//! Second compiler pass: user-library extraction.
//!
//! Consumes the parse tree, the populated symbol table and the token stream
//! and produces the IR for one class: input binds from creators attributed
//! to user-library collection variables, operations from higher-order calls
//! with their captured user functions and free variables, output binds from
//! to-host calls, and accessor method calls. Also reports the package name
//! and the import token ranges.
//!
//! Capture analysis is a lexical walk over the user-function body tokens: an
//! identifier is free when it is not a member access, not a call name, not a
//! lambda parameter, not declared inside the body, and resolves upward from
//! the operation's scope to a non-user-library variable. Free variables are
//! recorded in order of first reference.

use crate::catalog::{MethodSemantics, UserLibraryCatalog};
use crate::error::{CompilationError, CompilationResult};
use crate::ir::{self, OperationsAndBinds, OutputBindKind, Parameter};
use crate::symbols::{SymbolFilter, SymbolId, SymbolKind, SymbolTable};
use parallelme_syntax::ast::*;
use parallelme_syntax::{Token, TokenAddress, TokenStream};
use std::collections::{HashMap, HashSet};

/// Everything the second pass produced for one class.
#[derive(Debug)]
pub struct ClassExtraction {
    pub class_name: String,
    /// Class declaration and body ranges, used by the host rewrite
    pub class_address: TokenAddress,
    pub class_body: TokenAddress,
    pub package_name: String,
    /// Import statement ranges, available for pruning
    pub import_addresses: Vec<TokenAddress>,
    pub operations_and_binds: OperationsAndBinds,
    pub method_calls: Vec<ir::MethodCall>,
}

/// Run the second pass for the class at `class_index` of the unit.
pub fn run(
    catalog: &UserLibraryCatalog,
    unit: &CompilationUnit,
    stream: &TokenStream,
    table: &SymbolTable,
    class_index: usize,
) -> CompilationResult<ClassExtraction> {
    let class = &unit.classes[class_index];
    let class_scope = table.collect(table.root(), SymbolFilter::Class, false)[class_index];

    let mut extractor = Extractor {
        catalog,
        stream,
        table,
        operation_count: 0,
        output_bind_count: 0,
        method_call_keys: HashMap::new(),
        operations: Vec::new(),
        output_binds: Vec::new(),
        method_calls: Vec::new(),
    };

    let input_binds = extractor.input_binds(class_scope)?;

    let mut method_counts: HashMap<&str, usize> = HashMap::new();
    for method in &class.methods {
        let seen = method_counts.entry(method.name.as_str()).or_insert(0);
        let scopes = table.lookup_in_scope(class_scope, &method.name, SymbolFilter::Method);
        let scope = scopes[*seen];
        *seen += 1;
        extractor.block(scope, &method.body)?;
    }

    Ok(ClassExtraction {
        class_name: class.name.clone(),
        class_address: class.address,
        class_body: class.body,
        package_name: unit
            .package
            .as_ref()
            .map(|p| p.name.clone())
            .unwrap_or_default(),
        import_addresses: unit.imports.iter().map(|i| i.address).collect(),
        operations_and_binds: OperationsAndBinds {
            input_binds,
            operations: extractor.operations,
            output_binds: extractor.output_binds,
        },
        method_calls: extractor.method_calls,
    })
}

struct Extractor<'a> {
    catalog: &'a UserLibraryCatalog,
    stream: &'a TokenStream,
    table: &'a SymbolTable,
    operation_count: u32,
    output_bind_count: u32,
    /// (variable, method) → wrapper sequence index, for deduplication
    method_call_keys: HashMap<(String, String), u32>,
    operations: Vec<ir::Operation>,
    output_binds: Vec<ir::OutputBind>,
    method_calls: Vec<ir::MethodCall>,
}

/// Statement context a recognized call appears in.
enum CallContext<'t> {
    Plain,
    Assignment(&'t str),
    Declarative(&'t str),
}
* * * * *
### What is being asked
Lines from the beginning of the data above through the line containing "from higher-order calls" are to be returned exactly, and no others.

### Finished task
//! Second compiler pass: user-library extraction.
//!
//! Consumes the parse tree, the populated symbol table and the token stream
//! and produces the IR for one class: input binds from creators attributed
//! to user-library collection variables, operations from higher-order calls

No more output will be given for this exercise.